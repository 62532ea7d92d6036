use thiserror::Error;
use uuid::Uuid;

#[derive(Debug, Error)]
pub enum ServiceError {
    #[error("not found: {0}")]
    NotFound(String),
    #[error("storage error: {0}")]
    Storage(String),
}

impl ServiceError {
    pub fn not_found(entity: &str, id: Uuid) -> Self { Self::NotFound(format!("{} {} not found", entity, id)) }
}
#![allow(dead_code)]

use axum::{
    body::Body,
    http::{HeaderMap, Method, Request, StatusCode},
    Router,
};
use configs::AppConfig;
use serde_json::Value;
use tower::ServiceExt;

pub struct TestResponse {
    pub status: StatusCode,
    pub headers: HeaderMap,
    pub body: Vec<u8>,
}

impl TestResponse {
    pub fn json(&self) -> Value {
        serde_json::from_slice(&self.body).expect("json body")
    }

    pub fn location(&self) -> Option<&str> {
        self.headers.get("location").and_then(|v| v.to_str().ok())
    }
}

/// Config for in-process tests; `environment` decides whether docs are mounted.
pub fn config(environment: &str, database: &str) -> AppConfig {
    let mut cfg = AppConfig::default();
    cfg.server.environment = environment.to_string();
    cfg.database.default_connection = database.to_string();
    cfg
}

pub async fn send(app: &Router, method: Method, uri: &str, body: Option<Value>) -> anyhow::Result<TestResponse> {
    let mut builder = Request::builder().method(method).uri(uri);
    let body = match body {
        Some(v) => {
            builder = builder.header("content-type", "application/json");
            Body::from(serde_json::to_vec(&v)?)
        }
        None => Body::empty(),
    };
    let resp = app.clone().oneshot(builder.body(body)?).await?;
    let status = resp.status();
    let headers = resp.headers().clone();
    let body = axum::body::to_bytes(resp.into_body(), usize::MAX).await?.to_vec();
    Ok(TestResponse { status, headers, body })
}
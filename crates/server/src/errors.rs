use axum::http::StatusCode;
use axum::response::{IntoResponse, Response};
use axum::Json;
use service::errors::ServiceError;
use thiserror::Error;
use tracing::error;

/// Failure of a CRUD handler. `NotFound` answers with an empty 404 body.
#[derive(Debug)]
pub enum ApiError {
    NotFound,
    Internal(String),
}

impl From<ServiceError> for ApiError {
    fn from(e: ServiceError) -> Self {
        match e {
            ServiceError::NotFound(_) => ApiError::NotFound,
            ServiceError::Storage(msg) => ApiError::Internal(msg),
        }
    }
}

impl IntoResponse for ApiError {
    fn into_response(self) -> Response {
        match self {
            ApiError::NotFound => StatusCode::NOT_FOUND.into_response(),
            ApiError::Internal(msg) => {
                error!(error = %msg, "storage failure");
                (StatusCode::INTERNAL_SERVER_ERROR, Json(serde_json::json!({"error": msg}))).into_response()
            }
        }
    }
}

#[derive(Debug, Error)]
pub enum StartupError {
    #[error("invalid configuration: {0}")]
    InvalidConfig(String),
    #[error(transparent)]
    Io(#[from] std::io::Error),
}

#[cfg(test)]
mod tests {
    use super::*;

    #[test]
    fn not_found_maps_to_empty_404() {
        let resp = ApiError::from(ServiceError::NotFound("User x not found".into())).into_response();
        assert_eq!(resp.status(), StatusCode::NOT_FOUND);
    }

    #[test]
    fn storage_maps_to_500() {
        let resp = ApiError::from(ServiceError::Storage("disk on fire".into())).into_response();
        assert_eq!(resp.status(), StatusCode::INTERNAL_SERVER_ERROR);
    }
}
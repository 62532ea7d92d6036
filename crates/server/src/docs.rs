//! API documentation wiring shared by every service.
//!
//! `configure_docs` builds the OpenAPI document for one entity service and
//! `DocsConfig::mount` exposes it together with the Swagger UI. The UI lives
//! under `/docs`; the application root redirects there.

use axum::{response::Redirect, routing::get, Router};
use models::Entity;
use utoipa::openapi::path::{OperationBuilder, Parameter, ParameterBuilder, ParameterIn, PathItemBuilder};
use utoipa::openapi::request_body::RequestBodyBuilder;
use utoipa::openapi::schema::{ArrayBuilder, KnownFormat, ObjectBuilder, SchemaFormat, SchemaType};
use utoipa::openapi::tag::TagBuilder;
use utoipa::openapi::{
    ComponentsBuilder, ContactBuilder, Content, ContentBuilder, InfoBuilder, LicenseBuilder, OpenApi as OpenApiDoc,
    OpenApiBuilder, PathItemType, PathsBuilder, Ref, RefOr, Required, Response, ResponseBuilder, Schema,
};
use utoipa::{OpenApi, ToSchema};
use utoipa_swagger_ui::SwaggerUi;

pub const SPEC_URL: &str = "/swagger/v1/swagger.json";
pub const UI_PATH: &str = "/docs";

const DOC_VERSION: &str = "v1";
const TERMS_OF_SERVICE: &str = "https://example.com/terms";
const CONTACT_NAME: &str = "Own Platform";
const LICENSE_NAME: &str = "Use under MIT";
const LICENSE_URL: &str = "https://opensource.org/licenses/MIT";

#[derive(ToSchema)]
pub struct HealthResponse { pub status: String }

/// Routes every service carries regardless of its entity.
#[derive(OpenApi)]
#[openapi(
    paths(crate::routes::health),
    components(schemas(HealthResponse)),
    tags((name = "health"))
)]
pub struct PlatformDoc;

/// A fully built OpenAPI document ready to be served.
#[derive(Clone)]
pub struct DocsConfig {
    openapi: OpenApiDoc,
}

impl DocsConfig {
    pub fn openapi(&self) -> &OpenApiDoc { &self.openapi }

    /// Serve the document at [`SPEC_URL`], the UI at [`UI_PATH`] and redirect `/` to the UI.
    pub fn mount(self, router: Router) -> Router {
        router
            .route("/", get(|| async { Redirect::temporary("/docs/") }))
            .merge(SwaggerUi::new(UI_PATH).url(SPEC_URL, self.openapi))
    }
}

/// Build the documentation for the service exposing `E`.
pub fn configure_docs<E>(title: &str, description: &str) -> DocsConfig
where
    E: Entity + for<'s> ToSchema<'s>,
{
    let mut openapi = PlatformDoc::openapi();
    openapi.merge(entity_doc::<E>());
    openapi.info = InfoBuilder::new()
        .title(title)
        .version(DOC_VERSION)
        .description(Some(description))
        .terms_of_service(Some(TERMS_OF_SERVICE))
        .contact(Some(ContactBuilder::new().name(Some(CONTACT_NAME)).build()))
        .license(Some(LicenseBuilder::new().name(LICENSE_NAME).url(Some(LICENSE_URL)).build()))
        .build();
    DocsConfig { openapi }
}

fn entity_doc<E>() -> OpenApiDoc
where
    E: Entity + for<'s> ToSchema<'s>,
{
    let (schema_name, schema) = E::schema();
    let schema_name = schema_name.to_string();
    let single = || ContentBuilder::new().schema(RefOr::Ref(Ref::from_schema_name(schema_name.clone()))).build();
    let many = ContentBuilder::new()
        .schema(RefOr::T(Schema::Array(
            ArrayBuilder::new().items(RefOr::Ref(Ref::from_schema_name(schema_name.clone()))).build(),
        )))
        .build();
    let body = || RequestBodyBuilder::new().content("application/json", single()).required(Some(Required::True)).build();

    let create = operation::<E>(format!("Create{}", E::SINGULAR))
        .request_body(Some(body()))
        .response("201", response("Created", Some(single())))
        .build();
    let list = operation::<E>(format!("GetAll{}", E::PLURAL))
        .response("200", response("OK", Some(many)))
        .build();
    let get_one = operation::<E>(format!("Get{}ById", E::SINGULAR))
        .parameter(id_parameter())
        .response("200", response("OK", Some(single())))
        .response("404", response("Not Found", None))
        .build();
    let update = operation::<E>(format!("Update{}", E::SINGULAR))
        .parameter(id_parameter())
        .request_body(Some(body()))
        .response("204", response("No Content", None))
        .response("404", response("Not Found", None))
        .build();
    let delete = operation::<E>(format!("Delete{}", E::SINGULAR))
        .parameter(id_parameter())
        .response("200", response("Deleted", Some(single())))
        .response("404", response("Not Found", None))
        .build();

    let paths = PathsBuilder::new()
        .path(
            format!("/{}", E::RESOURCE),
            PathItemBuilder::new()
                .operation(PathItemType::Post, create)
                .operation(PathItemType::Get, list)
                .build(),
        )
        .path(
            format!("/{}/{{id}}", E::RESOURCE),
            PathItemBuilder::new()
                .operation(PathItemType::Get, get_one)
                .operation(PathItemType::Put, update)
                .operation(PathItemType::Delete, delete)
                .build(),
        )
        .build();

    OpenApiBuilder::new()
        .paths(paths)
        .components(Some(ComponentsBuilder::new().schema(schema_name.clone(), schema).build()))
        .tags(Some(vec![TagBuilder::new().name(E::RESOURCE).build()]))
        .build()
}

fn operation<E: Entity>(operation_id: String) -> OperationBuilder {
    OperationBuilder::new().tag(E::RESOURCE).operation_id(Some(operation_id))
}

fn response(description: &str, content: Option<Content>) -> RefOr<Response> {
    let mut builder = ResponseBuilder::new().description(description);
    if let Some(content) = content {
        builder = builder.content("application/json", content);
    }
    RefOr::T(builder.build())
}

fn id_parameter() -> Parameter {
    let uuid = ObjectBuilder::new()
        .schema_type(SchemaType::String)
        .format(Some(SchemaFormat::KnownFormat(KnownFormat::Uuid)))
        .build();
    ParameterBuilder::new()
        .name("id")
        .parameter_in(ParameterIn::Path)
        .required(Required::True)
        .schema(Some(RefOr::T(Schema::Object(uuid))))
        .build()
}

• _WHAT IS BEING ASKED_
Return the span of lines in the data above that opens at the line with "Body::from(serde_json::to_vec(&v)?)" and closes at the line with "use axum::http::StatusCode;", exactly, ends included, nothing else.

• _REPLY TO THE EXERCISE_
            Body::from(serde_json::to_vec(&v)?)
        }
        None => Body::empty(),
    };
    let resp = app.clone().oneshot(builder.body(body)?).await?;
    let status = resp.status();
    let headers = resp.headers().clone();
    let body = axum::body::to_bytes(resp.into_body(), usize::MAX).await?.to_vec();
    Ok(TestResponse { status, headers, body })
}
filename crates/server/src/errors.rs
use axum::http::StatusCode;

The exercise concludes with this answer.